DATA FOR PROCESSING below:

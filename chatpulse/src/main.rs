//! chatpulse - engagement statistics for an exported WhatsApp group chat
//!
//! Reads a `_chat.txt` export, merges aliases and prints per-member
//! statistics with a leaderboard.

use std::path::PathBuf;

use anyhow::{Context, Result};
use chatpulse_core::analytics::ParseSummary;
use chatpulse_core::{logging, Analyser, Config, Report};
use chrono::NaiveDateTime;
use clap::{Parser, ValueEnum};

#[derive(Parser)]
#[command(name = "chatpulse")]
#[command(about = "Engagement statistics for an exported WhatsApp group chat")]
#[command(version)]
struct Args {
    /// Exported transcript (`_chat.txt`)
    transcript: PathBuf,

    /// Config file to use instead of ~/.config/chatpulse/config.toml
    #[arg(short, long)]
    config: Option<PathBuf>,

    /// Output format
    #[arg(short, long, value_enum, default_value_t = Format::Text)]
    format: Format,

    /// Measure time in chat up to this instant (e.g. 2024-03-01T00:00:00)
    #[arg(long)]
    now: Option<NaiveDateTime>,

    /// Also print the line-accounting summary
    #[arg(short, long)]
    verbose: bool,
}

#[derive(Clone, Copy, PartialEq, Eq, ValueEnum)]
enum Format {
    Text,
    Json,
}

fn main() -> Result<()> {
    let args = Args::parse();

    let config = match &args.config {
        Some(path) => Config::load_from(path)
            .with_context(|| format!("failed to load configuration from {}", path.display()))?,
        None => Config::load().context("failed to load configuration")?,
    };

    // Logging is best-effort: a read-only state dir should not block a report
    let _log_guard = match logging::init(&config.logging) {
        Ok(guard) => Some(guard),
        Err(e) => {
            eprintln!(
                "warning: file logging disabled ({}): {}",
                logging::log_file_path().display(),
                e
            );
            None
        }
    };

    let content = std::fs::read(&args.transcript)
        .with_context(|| format!("failed to read transcript {}", args.transcript.display()))?;

    let mut analyser = Analyser::new(&config.group);
    if let Some(now) = args.now {
        analyser = analyser.with_reference_time(now);
    }
    let analysis = analyser
        .analyse(content)
        .context("failed to analyse transcript")?;

    match args.format {
        Format::Json => print_json(&analysis.report, &analysis.summary, args.verbose)?,
        Format::Text => {
            if args.verbose {
                print_summary(&analysis.summary);
                for warning in &analysis.warnings {
                    eprintln!("warning: {}", warning);
                }
            }
            print_report(&config.group.group_name, &analysis.report);
        }
    }

    Ok(())
}

fn print_json(report: &Report, summary: &ParseSummary, verbose: bool) -> Result<()> {
    let output = if verbose {
        serde_json::json!({
            "summary": summary,
            "report": report,
        })
    } else {
        serde_json::to_value(report)?
    };

    println!("{}", serde_json::to_string_pretty(&output)?);
    Ok(())
}

fn print_summary(summary: &ParseSummary) {
    println!("Lines:      {}", summary.total_lines);
    println!("Messages:   {}", summary.matched_messages);
    println!("Unmatched:  {}", summary.unmatched_lines);
    println!(
        "Media:      {} ({} images, {} videos, {} GIFs, {} voice notes)",
        summary.total_media, summary.images, summary.videos, summary.gifs, summary.voice_notes
    );
    println!("Polls:      {}", summary.polls);
    println!();
}

fn print_report(group_name: &str, report: &Report) {
    println!("{}", group_name);
    println!(
        "{} members, {} messages ({} images, {} videos, {} GIFs, {} polls, {} voice notes)",
        report.member_count,
        report.messages,
        report.images,
        report.videos,
        report.gifs,
        report.polls,
        report.voice_notes
    );

    if report.members.is_empty() {
        println!("No members found.");
        return;
    }

    let width = report.members.keys().map(String::len).max().unwrap_or(0).max(6);
    println!();
    println!(
        "{:>4}  {:<width$}  {:>8}  {:>7}  {:>7}  {:>6}  {}",
        "#", "member", "messages", "share%", "per day", "days", "joined"
    );
    for (key, stats) in &report.members {
        println!(
            "{:>4}  {:<width$}  {:>8}  {:>7.2}  {:>7.2}  {:>6}  {}",
            stats.leaderboard,
            key,
            stats.messages,
            stats.percentage_share,
            stats.messages_per_day,
            stats.days_in_chat.to_string(),
            stats
                .joined_chat
                .known()
                .map(|date| date.format("%Y-%m-%d").to_string())
                .unwrap_or_else(|| "Unknown".to_string()),
        );
    }
}
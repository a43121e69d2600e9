//! Report aggregation
//!
//! Turns merged identities into the final [`Report`]: traffic totals, shares,
//! join dates, time in chat, daily message rate and the leaderboard.

use chrono::{Local, NaiveDateTime};
use indexmap::IndexMap;

use crate::config::{GroupConfig, CREATED_CHAT_PREFIX, DISPLAY_DATE_FORMAT};
use crate::format::{member_key, round_to, to_percentage};
use crate::merge::MergedIdentities;
use crate::types::{MediaCounts, MediaKind, MediaTally, MemberStats, Report};

const SECONDS_PER_DAY: i64 = 86_400;

/// Computes derived per-member metrics and ranks members.
pub struct StatisticsAggregator<'c> {
    config: &'c GroupConfig,
    now: NaiveDateTime,
}

impl<'c> StatisticsAggregator<'c> {
    /// Aggregator measuring time in chat up to the current local time.
    pub fn new(config: &'c GroupConfig) -> Self {
        Self::with_reference_time(config, Local::now().naive_local())
    }

    /// Aggregator measuring time in chat up to `now`.
    pub fn with_reference_time(config: &'c GroupConfig, now: NaiveDateTime) -> Self {
        Self { config, now }
    }

    /// Build the report.
    ///
    /// `media` is keyed by raw identity and is folded under canonical names
    /// here; `media_totals` are the transcript-wide counters.
    pub fn aggregate(
        &self,
        merged: &MergedIdentities,
        media: &MediaCounts,
        media_totals: &MediaTally,
    ) -> Report {
        let media = self.fold_media(media);
        let traffic = self.traffic_by_key(merged, &media);
        let grand_total: u64 = traffic.values().map(|t| t.total).sum();

        let mut members: IndexMap<String, MemberStats> = IndexMap::with_capacity(traffic.len());
        for (key, member) in traffic {
            let days_in_chat = member.joined.map(|date| self.whole_days_since(date));
            let messages_per_day = match days_in_chat {
                Some(days) if days > 0 => round_to(member.total as f64 / days as f64, 2),
                _ => 0.0,
            };
            let tally = member.media;

            let stats = MemberStats {
                messages: member.total,
                messages_per_day,
                percentage_share: to_percentage(member.total, grand_total),
                joined_chat: member.joined.into(),
                days_in_chat: days_in_chat.into(),
                left_or_removed: member.activity_log.len().saturating_sub(1),
                activity_log: member.activity_log,
                images_sent: tally.get(MediaKind::Image),
                videos_sent: tally.get(MediaKind::Video),
                gifs_sent: tally.get(MediaKind::Gif),
                polls_sent: tally.get(MediaKind::Poll),
                voicenotes_sent: tally.get(MediaKind::VoiceNote),
                leaderboard: 0,
            };
            members.insert(key, stats);
        }

        // Stable: equal rates keep merge order
        members.sort_by(|_, a, _, b| b.messages_per_day.total_cmp(&a.messages_per_day));
        for (rank, stats) in members.values_mut().enumerate() {
            stats.leaderboard = rank + 1;
        }

        Report {
            messages: members.values().map(|m| m.messages).sum(),
            images: media_totals.get(MediaKind::Image),
            videos: media_totals.get(MediaKind::Video),
            gifs: media_totals.get(MediaKind::Gif),
            polls: media_totals.get(MediaKind::Poll),
            voice_notes: media_totals.get(MediaKind::VoiceNote),
            member_count: members.len(),
            members,
        }
    }

    /// Traffic per report key, in merge order.
    ///
    /// Names that normalize to the same key (e.g. "Mary Jane" and
    /// "Mary-Jane") are folded into one entry: totals and media are summed,
    /// logs concatenated and the earlier join date kept.
    fn traffic_by_key(
        &self,
        merged: &MergedIdentities,
        media: &MediaCounts,
    ) -> IndexMap<String, KeyedTraffic> {
        let mut traffic: IndexMap<String, KeyedTraffic> = IndexMap::new();

        for (name, count) in merged.messages.iter() {
            let tally = media.get_or_default(name);
            let activity_log = merged.activity_logs.get_or_default(name);
            let joined = created_chat_date(&activity_log)
                .or_else(|| merged.joined_at.get(name).copied());

            let key = member_key(name);
            if traffic.contains_key(&key) {
                tracing::warn!(
                    member = name,
                    key = %key,
                    "Two members share a report key; folding them together"
                );
            }

            let entry = traffic.entry(key).or_default();
            entry.total += count + tally.total();
            entry.media.absorb(&tally);
            entry.activity_log.extend(activity_log);
            entry.joined = match (entry.joined, joined) {
                (Some(a), Some(b)) => Some(a.min(b)),
                (a, b) => a.or(b),
            };
        }

        traffic
    }

    /// Re-key media tallies by canonical name.
    fn fold_media(&self, media: &MediaCounts) -> MediaCounts {
        let mut folded = MediaCounts::new();
        for (identity, tally) in media.iter() {
            let canonical = self.config.aliases.canonical_for(identity).unwrap_or(identity);
            folded.entry_or_default(canonical).absorb(tally);
        }
        folded
    }

    /// Whole days from `date` to the reference time, rounded down.
    fn whole_days_since(&self, date: NaiveDateTime) -> i64 {
        (self.now - date).num_seconds().div_euclid(SECONDS_PER_DAY)
    }
}

/// Everything counted for one report key before metrics are derived.
#[derive(Debug, Default)]
struct KeyedTraffic {
    /// Text messages plus media placeholders
    total: u64,
    media: MediaTally,
    activity_log: Vec<String>,
    joined: Option<NaiveDateTime>,
}

/// Date recorded in a "Created chat on ..." log entry, if any.
fn created_chat_date(log: &[String]) -> Option<NaiveDateTime> {
    log.iter().find_map(|entry| {
        let start = entry.find(CREATED_CHAT_PREFIX)? + CREATED_CHAT_PREFIX.len();
        NaiveDateTime::parse_from_str(entry[start..].trim(), DISPLAY_DATE_FORMAT).ok()
    })
}
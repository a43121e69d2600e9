//! Ingestion layer for exported chat transcripts
//!
//! ```text
//! ┌──────────────┐     ┌──────────────┐     ┌──────────────────┐     ┌─────────────┐
//! │  raw bytes   │ ──► │  to_lines()  │ ──► │ TranscriptParser │ ──► │ ParseOutput │
//! └──────────────┘     └──────────────┘     └──────────────────┘     └─────────────┘
//!                                                   │
//!                                                   ▼
//!                                        ┌────────────────────┐
//!                                        │ TranscriptPatterns │
//!                                        │  (line classifier) │
//!                                        └────────────────────┘
//! ```

pub mod classify;
mod parser;

pub use classify::{LineKind, MessageHeader, Rule, TranscriptPatterns, RULES};
pub use parser::{ParseOutput, TranscriptParser};

use crate::error::Result;

/// Decode transcript bytes into text.
///
/// A leading byte-order mark is dropped. Invalid UTF-8 is an error.
pub fn decode(content: Vec<u8>) -> Result<String> {
    let text = String::from_utf8(content)?;
    Ok(match text.strip_prefix('\u{feff}') {
        Some(stripped) => stripped.to_string(),
        None => text,
    })
}

/// Split decoded text into lines (`\n` or `\r\n` terminated).
pub fn to_lines(text: &str) -> Vec<&str> {
    text.lines().collect()
}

End of DATA FOR PROCESSING.

> TASK INSTRUCTIONS: Could you copy every line from the records that has "absorb" in it?

> SOLVED EXERCISE:
            entry.media.absorb(&tally);
            folded.entry_or_default(canonical).absorb(tally);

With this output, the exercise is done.